### What to produce
Search the lines of the records for the word "ValueEnum", and copy every line that has it.

+++ Source records

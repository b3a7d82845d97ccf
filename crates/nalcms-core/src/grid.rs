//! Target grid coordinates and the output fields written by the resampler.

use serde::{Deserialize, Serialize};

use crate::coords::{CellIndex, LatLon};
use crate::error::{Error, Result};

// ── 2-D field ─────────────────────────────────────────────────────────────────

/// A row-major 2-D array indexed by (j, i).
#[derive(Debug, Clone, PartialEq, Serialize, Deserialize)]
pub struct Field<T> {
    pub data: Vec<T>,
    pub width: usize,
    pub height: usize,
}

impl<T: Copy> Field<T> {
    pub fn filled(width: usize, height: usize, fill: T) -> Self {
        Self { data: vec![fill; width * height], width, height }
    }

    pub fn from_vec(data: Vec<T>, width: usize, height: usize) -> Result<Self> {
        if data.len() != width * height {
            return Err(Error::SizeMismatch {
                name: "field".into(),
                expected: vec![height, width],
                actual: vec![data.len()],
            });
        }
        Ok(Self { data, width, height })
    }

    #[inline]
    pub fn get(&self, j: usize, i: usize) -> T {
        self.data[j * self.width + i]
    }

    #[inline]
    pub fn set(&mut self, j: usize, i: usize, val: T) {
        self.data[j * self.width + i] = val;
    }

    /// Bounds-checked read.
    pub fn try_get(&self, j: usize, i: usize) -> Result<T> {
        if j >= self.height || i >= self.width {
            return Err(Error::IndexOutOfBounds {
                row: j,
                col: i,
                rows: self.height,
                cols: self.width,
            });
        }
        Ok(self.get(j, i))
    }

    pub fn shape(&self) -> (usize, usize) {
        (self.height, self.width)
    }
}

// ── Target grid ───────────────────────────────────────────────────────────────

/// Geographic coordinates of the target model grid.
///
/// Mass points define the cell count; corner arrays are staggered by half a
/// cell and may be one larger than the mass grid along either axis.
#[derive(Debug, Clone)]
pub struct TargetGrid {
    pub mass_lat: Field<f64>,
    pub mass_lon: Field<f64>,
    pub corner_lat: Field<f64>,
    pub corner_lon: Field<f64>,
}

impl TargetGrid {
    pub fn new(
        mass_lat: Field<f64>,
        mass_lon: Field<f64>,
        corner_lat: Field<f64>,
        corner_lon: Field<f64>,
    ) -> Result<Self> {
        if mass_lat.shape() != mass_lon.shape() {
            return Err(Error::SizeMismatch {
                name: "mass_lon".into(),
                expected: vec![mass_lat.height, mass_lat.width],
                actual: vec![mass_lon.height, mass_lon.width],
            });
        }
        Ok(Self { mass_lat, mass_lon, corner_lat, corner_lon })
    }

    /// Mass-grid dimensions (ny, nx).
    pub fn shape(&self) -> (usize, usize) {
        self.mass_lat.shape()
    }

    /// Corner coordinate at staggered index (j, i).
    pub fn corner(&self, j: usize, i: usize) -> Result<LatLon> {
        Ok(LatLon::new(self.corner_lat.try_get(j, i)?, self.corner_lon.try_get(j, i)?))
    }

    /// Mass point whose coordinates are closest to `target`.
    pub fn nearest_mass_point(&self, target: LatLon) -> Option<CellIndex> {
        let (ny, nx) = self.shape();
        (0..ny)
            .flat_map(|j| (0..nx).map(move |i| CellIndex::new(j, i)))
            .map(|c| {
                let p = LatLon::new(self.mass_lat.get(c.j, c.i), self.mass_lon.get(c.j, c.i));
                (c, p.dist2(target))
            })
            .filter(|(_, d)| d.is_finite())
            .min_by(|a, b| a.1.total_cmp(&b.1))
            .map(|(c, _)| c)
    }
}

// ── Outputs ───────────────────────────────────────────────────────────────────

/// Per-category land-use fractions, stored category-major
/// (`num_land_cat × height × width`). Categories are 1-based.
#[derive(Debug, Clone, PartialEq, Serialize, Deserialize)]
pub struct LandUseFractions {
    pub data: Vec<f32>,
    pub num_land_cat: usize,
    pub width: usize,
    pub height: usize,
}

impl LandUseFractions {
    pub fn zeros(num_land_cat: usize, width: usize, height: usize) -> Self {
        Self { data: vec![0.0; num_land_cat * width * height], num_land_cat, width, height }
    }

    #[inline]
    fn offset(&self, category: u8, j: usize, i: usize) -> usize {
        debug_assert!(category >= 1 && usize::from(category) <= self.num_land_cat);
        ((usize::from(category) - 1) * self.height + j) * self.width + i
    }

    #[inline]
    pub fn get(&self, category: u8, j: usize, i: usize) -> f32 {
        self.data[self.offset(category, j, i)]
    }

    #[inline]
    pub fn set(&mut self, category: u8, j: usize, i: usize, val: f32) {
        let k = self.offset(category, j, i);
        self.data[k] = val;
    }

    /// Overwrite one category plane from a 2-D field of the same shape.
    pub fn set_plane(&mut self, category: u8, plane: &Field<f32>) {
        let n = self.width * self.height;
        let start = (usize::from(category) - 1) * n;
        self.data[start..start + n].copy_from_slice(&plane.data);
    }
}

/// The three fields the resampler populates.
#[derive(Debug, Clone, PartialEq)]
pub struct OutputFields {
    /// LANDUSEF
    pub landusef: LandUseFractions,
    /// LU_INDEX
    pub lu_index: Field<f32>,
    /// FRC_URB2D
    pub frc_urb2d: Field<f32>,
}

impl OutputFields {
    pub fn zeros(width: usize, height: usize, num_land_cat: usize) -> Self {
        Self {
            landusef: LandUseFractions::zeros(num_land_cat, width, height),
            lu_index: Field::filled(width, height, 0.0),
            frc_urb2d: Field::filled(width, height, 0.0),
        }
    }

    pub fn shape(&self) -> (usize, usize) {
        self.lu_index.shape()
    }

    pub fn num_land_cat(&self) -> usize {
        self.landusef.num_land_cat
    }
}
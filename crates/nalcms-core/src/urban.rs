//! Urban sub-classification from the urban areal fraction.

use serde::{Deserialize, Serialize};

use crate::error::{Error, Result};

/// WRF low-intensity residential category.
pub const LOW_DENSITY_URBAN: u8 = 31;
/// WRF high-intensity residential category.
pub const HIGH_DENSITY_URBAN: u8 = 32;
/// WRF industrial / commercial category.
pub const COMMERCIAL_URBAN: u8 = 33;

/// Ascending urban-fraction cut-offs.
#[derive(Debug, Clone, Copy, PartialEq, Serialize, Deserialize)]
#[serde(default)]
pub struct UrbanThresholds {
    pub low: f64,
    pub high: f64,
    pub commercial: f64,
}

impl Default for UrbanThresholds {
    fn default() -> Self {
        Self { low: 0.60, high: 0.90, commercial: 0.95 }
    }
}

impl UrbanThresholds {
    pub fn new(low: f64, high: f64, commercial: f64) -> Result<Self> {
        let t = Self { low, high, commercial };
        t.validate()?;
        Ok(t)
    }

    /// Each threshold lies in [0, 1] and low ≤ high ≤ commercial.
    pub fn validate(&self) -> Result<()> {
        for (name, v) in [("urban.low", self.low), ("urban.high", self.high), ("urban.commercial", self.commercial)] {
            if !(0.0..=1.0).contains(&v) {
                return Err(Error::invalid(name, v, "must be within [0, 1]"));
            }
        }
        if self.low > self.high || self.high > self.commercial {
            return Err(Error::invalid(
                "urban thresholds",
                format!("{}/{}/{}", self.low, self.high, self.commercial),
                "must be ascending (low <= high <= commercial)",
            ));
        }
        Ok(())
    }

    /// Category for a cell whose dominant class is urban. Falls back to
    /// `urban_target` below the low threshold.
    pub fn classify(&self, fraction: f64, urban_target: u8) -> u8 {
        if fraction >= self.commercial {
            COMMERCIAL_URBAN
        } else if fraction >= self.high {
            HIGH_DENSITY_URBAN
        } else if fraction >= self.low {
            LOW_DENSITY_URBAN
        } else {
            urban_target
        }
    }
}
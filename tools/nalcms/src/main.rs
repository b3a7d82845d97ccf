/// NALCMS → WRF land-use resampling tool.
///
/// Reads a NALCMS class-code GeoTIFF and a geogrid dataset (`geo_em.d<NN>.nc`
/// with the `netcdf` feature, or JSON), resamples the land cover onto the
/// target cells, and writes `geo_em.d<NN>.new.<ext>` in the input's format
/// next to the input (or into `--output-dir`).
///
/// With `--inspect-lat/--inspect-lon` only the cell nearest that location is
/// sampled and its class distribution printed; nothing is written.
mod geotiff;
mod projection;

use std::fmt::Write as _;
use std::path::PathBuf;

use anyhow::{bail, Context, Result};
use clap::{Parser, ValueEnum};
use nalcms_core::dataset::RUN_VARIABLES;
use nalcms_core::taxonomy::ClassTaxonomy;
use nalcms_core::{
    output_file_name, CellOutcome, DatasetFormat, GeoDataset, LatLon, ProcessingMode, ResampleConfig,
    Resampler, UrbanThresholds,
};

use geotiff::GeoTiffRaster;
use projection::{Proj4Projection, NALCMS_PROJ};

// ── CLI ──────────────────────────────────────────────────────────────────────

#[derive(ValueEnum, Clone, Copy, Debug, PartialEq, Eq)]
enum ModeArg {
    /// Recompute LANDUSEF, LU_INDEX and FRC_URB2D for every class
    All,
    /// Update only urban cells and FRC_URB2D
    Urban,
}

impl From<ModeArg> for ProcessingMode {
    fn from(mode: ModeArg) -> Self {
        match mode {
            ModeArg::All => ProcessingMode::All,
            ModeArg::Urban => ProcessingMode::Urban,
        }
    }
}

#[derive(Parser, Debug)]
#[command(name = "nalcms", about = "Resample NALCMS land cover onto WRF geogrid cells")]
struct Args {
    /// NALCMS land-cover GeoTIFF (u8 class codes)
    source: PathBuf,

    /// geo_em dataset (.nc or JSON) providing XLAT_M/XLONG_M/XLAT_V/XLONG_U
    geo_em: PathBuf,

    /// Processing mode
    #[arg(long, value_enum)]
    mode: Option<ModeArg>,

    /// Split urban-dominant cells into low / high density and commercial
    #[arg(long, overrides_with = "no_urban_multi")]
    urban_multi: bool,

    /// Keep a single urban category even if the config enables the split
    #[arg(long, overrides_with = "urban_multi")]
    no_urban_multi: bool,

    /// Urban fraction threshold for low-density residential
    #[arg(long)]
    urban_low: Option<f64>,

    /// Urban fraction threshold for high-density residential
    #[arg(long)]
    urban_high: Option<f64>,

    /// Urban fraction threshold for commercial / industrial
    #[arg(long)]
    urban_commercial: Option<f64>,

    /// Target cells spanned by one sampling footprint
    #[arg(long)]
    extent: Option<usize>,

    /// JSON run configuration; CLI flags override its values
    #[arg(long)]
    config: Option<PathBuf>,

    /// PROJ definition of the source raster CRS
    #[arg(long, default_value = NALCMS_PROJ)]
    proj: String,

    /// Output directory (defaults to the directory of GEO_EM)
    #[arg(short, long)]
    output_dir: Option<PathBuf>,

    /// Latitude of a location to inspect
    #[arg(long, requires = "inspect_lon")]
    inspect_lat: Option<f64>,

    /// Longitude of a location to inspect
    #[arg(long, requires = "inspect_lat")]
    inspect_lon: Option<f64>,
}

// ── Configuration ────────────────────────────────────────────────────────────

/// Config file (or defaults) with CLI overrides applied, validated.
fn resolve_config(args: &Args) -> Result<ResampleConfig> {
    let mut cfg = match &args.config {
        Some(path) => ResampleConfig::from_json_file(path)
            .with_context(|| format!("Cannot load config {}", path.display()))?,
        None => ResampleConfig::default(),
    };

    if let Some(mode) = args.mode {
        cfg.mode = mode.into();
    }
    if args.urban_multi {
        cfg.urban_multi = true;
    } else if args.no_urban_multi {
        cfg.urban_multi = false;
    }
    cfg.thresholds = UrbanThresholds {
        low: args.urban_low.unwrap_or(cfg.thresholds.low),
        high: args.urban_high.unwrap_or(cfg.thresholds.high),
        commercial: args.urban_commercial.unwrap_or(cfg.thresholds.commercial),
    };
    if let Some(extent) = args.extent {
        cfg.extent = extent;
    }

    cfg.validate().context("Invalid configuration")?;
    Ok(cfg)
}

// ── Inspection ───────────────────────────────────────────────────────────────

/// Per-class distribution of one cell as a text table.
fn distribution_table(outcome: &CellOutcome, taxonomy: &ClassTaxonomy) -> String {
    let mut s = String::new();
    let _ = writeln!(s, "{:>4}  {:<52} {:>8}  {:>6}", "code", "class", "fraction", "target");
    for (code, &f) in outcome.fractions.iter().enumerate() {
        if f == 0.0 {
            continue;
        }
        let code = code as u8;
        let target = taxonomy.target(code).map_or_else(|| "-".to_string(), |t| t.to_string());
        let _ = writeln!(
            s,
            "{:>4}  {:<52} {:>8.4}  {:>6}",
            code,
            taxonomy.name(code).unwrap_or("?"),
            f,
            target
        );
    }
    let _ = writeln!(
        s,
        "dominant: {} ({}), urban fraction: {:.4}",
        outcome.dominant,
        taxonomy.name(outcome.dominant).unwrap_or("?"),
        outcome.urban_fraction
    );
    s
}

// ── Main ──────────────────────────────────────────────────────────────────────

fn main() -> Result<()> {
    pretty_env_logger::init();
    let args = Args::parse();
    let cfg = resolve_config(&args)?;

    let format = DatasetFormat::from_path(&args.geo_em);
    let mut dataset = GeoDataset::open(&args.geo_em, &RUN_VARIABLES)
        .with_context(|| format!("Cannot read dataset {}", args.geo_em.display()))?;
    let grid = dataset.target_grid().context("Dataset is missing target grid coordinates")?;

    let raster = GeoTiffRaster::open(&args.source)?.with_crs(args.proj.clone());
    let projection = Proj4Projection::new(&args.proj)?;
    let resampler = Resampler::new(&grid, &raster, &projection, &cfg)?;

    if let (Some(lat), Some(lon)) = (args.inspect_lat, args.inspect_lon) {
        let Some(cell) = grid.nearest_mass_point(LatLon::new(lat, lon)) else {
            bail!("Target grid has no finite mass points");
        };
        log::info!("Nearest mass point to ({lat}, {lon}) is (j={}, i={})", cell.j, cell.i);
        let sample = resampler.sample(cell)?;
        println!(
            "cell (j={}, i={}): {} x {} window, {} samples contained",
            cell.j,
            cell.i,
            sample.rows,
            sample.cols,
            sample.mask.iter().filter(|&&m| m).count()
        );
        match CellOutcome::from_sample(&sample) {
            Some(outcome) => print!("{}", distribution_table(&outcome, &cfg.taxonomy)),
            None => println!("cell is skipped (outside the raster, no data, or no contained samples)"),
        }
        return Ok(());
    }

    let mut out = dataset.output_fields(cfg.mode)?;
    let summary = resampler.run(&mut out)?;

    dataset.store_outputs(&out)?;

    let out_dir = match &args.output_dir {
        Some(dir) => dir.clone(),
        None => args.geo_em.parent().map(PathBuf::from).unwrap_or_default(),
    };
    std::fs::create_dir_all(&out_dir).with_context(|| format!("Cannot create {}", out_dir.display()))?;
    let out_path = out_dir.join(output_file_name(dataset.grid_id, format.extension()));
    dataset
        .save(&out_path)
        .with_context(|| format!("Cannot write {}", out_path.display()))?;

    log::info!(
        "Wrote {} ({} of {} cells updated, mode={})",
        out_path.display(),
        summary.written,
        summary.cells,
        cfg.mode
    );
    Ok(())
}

++++++

### Task output
use clap::{Parser, ValueEnum};
#[derive(ValueEnum, Clone, Copy, Debug, PartialEq, Eq)]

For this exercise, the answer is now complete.